= Records =

>>>

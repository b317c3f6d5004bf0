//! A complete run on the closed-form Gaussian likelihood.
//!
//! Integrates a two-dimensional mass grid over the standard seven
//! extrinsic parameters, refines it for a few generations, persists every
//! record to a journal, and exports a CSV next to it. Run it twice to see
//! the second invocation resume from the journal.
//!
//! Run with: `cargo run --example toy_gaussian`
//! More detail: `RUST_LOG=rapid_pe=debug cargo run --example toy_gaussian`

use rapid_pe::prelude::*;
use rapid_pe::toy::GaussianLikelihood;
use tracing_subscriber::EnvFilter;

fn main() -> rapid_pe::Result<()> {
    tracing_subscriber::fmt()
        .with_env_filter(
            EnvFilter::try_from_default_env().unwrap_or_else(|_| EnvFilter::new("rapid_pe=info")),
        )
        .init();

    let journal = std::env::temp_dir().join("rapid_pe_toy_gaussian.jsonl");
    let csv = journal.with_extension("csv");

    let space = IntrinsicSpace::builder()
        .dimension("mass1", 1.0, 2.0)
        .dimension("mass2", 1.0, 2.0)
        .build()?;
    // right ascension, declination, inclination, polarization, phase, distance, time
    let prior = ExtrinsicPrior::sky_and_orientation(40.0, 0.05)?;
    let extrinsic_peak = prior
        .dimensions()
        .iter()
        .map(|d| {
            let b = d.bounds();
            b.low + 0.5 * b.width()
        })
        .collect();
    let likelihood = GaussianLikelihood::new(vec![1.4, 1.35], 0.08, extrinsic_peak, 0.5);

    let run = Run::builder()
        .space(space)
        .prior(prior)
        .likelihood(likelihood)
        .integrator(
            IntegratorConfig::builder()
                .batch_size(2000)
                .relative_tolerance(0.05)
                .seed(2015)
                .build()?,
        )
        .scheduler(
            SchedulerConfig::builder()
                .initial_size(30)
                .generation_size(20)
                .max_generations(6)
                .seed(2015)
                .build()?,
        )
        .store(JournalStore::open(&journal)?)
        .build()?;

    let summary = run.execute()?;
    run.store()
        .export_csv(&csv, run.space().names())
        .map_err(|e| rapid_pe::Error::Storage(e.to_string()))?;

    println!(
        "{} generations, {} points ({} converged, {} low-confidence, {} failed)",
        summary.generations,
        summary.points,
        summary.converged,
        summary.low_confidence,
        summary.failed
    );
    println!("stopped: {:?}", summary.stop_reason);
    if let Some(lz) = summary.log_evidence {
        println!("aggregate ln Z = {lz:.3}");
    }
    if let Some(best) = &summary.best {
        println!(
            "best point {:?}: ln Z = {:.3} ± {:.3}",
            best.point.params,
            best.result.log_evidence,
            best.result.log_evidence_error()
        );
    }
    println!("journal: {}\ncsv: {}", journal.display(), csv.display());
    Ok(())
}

<<<
>>>

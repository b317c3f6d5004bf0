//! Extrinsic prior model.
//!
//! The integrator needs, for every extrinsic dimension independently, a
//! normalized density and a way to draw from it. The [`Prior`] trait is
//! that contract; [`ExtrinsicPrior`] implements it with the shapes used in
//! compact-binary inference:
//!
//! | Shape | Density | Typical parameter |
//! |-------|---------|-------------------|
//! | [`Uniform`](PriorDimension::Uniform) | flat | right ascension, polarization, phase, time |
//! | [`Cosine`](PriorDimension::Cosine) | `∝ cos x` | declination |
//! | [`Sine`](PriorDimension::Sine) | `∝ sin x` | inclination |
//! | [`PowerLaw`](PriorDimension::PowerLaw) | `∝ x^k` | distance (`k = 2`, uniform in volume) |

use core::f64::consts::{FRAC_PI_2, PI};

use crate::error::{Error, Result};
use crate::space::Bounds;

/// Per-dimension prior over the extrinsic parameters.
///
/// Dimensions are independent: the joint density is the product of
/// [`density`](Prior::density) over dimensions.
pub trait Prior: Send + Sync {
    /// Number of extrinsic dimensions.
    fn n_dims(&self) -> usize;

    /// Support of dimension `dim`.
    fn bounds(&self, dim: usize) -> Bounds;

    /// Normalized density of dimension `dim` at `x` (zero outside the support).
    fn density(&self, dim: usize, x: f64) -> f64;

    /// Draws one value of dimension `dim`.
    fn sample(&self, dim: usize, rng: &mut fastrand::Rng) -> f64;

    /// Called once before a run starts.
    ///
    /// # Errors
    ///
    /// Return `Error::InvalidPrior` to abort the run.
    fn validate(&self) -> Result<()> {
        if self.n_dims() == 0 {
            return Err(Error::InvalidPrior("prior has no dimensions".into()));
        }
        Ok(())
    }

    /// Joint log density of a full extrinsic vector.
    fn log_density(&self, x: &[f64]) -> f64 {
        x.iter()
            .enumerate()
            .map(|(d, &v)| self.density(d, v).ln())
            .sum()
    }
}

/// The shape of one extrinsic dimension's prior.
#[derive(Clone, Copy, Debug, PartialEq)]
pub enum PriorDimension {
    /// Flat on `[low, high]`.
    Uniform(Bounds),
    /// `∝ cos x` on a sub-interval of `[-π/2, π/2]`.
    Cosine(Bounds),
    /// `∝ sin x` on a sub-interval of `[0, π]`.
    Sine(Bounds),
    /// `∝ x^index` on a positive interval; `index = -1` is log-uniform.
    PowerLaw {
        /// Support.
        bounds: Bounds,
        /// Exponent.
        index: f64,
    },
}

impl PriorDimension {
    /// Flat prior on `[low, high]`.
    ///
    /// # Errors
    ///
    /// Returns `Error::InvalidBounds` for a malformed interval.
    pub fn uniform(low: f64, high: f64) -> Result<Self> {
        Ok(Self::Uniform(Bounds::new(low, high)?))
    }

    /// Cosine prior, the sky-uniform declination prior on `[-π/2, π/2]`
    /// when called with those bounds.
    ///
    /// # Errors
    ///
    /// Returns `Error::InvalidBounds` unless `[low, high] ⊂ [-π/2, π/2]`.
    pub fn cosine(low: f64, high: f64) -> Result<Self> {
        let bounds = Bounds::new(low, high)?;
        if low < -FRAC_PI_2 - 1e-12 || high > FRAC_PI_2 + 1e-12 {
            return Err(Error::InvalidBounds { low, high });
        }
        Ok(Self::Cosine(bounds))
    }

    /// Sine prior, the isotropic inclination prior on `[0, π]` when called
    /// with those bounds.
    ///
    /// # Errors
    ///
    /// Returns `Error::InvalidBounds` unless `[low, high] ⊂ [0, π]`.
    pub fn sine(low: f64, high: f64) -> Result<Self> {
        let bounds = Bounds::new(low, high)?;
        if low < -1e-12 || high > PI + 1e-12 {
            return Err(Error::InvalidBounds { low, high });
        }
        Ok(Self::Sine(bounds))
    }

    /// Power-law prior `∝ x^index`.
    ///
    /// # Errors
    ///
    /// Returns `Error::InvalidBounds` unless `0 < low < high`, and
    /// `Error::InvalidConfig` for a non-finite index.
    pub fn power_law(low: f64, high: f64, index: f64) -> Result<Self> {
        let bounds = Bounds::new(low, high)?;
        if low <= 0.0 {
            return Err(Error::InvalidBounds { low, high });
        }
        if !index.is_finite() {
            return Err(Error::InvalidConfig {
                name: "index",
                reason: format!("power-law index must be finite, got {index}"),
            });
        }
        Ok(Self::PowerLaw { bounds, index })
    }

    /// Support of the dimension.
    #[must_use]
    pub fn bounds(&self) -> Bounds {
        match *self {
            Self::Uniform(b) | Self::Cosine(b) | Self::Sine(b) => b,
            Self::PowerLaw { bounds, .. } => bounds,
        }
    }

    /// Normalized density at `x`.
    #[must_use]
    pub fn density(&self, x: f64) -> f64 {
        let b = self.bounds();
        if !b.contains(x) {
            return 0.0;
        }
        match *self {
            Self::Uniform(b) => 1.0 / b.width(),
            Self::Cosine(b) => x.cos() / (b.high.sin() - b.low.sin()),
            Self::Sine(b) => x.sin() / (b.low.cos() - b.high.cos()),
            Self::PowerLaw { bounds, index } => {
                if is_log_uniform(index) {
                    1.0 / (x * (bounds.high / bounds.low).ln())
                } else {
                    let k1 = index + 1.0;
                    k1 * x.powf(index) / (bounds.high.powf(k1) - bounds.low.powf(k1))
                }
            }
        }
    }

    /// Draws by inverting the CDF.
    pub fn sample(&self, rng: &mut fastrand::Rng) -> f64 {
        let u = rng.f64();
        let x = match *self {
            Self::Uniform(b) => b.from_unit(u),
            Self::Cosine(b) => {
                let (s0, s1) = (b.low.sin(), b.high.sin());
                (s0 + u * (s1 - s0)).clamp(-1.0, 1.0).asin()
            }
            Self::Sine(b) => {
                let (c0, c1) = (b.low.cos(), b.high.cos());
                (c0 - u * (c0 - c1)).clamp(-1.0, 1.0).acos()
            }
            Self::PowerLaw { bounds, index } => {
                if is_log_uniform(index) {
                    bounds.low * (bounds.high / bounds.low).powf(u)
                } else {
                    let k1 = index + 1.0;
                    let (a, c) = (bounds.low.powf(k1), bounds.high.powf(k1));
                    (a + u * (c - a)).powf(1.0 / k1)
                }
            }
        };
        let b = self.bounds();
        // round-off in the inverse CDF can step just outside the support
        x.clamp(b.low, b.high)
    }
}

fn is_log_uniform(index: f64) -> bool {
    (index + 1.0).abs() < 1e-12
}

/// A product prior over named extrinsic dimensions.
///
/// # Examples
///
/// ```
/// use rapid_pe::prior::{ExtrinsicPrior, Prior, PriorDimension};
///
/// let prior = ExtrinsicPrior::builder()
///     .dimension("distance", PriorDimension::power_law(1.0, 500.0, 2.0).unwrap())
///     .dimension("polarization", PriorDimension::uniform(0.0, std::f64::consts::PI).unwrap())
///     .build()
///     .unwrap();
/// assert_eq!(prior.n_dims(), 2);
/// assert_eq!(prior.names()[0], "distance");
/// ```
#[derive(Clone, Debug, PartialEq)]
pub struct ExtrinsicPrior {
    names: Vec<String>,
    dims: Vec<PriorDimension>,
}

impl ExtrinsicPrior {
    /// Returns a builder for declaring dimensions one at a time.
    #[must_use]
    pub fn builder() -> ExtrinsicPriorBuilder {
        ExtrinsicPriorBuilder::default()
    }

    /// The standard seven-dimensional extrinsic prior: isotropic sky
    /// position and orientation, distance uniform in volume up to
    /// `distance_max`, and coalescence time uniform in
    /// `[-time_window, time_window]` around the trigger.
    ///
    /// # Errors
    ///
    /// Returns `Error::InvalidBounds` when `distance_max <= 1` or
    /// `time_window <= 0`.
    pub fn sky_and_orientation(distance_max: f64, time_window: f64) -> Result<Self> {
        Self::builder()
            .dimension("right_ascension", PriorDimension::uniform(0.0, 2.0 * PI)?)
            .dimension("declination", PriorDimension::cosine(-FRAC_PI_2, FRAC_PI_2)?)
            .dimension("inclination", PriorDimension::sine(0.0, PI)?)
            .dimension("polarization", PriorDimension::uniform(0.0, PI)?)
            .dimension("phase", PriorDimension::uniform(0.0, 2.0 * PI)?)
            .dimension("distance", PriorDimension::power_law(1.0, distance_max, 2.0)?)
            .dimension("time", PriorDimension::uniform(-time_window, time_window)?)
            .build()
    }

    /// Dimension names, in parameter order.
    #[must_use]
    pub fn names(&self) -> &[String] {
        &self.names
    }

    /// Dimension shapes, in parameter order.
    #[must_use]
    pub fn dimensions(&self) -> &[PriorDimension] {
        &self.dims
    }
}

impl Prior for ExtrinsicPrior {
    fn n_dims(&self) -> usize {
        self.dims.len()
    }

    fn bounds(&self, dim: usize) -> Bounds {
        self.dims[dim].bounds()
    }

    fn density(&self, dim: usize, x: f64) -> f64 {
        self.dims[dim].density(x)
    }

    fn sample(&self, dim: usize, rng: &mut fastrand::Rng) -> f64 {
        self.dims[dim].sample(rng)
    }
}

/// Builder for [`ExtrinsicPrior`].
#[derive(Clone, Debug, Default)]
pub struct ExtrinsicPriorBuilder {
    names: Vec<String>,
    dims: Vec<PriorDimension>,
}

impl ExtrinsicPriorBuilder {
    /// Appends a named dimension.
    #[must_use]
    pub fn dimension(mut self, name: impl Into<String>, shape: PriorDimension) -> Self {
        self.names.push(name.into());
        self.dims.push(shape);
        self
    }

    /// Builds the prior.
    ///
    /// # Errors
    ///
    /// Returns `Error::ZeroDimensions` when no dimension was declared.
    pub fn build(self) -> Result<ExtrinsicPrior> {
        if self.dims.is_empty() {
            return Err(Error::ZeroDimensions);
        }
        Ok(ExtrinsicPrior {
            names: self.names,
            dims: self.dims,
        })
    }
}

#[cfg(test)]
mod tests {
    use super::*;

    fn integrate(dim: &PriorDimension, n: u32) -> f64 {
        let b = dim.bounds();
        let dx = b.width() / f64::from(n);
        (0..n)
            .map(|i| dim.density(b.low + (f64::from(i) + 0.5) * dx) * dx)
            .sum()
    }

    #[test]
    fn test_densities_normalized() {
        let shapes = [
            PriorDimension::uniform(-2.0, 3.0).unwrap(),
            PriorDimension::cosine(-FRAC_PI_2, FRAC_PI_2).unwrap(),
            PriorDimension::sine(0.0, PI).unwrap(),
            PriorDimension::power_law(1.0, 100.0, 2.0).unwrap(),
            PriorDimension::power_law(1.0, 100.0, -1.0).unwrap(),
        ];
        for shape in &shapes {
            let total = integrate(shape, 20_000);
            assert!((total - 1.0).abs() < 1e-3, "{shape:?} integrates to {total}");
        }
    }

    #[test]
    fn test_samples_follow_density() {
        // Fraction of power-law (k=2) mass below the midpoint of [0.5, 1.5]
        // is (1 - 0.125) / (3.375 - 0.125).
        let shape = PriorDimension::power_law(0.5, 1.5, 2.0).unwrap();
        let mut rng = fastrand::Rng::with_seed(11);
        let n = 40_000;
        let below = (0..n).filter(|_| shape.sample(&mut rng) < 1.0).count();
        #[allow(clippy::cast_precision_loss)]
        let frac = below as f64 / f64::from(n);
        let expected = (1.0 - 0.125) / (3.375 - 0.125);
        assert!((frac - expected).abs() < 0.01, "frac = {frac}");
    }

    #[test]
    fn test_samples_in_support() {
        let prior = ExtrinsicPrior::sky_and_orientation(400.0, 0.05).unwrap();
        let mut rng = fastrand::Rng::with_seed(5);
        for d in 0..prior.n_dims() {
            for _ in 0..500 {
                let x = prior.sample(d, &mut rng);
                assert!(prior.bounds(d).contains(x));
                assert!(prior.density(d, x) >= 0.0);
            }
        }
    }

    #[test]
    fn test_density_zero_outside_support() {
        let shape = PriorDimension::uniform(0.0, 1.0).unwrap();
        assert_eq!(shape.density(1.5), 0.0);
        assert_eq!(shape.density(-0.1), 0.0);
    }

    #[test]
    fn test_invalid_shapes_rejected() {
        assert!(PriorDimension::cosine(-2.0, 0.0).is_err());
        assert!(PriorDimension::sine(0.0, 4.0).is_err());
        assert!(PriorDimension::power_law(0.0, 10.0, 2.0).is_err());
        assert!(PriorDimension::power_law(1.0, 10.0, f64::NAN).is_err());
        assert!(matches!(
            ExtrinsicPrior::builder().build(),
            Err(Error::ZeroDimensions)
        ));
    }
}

<<<

= Required action =
Please reproduce the lines from the line with "time uniform in" to the line with "Self::builder()", both ends included, exactly as they appear above.

= The answer =
    /// `distance_max`, and coalescence time uniform in
    /// `[-time_window, time_window]` around the trigger.
    ///
    /// # Errors
    ///
    /// Returns `Error::InvalidBounds` when `distance_max <= 1` or
    /// `time_window <= 0`.
    pub fn sky_and_orientation(distance_max: f64, time_window: f64) -> Result<Self> {
        Self::builder()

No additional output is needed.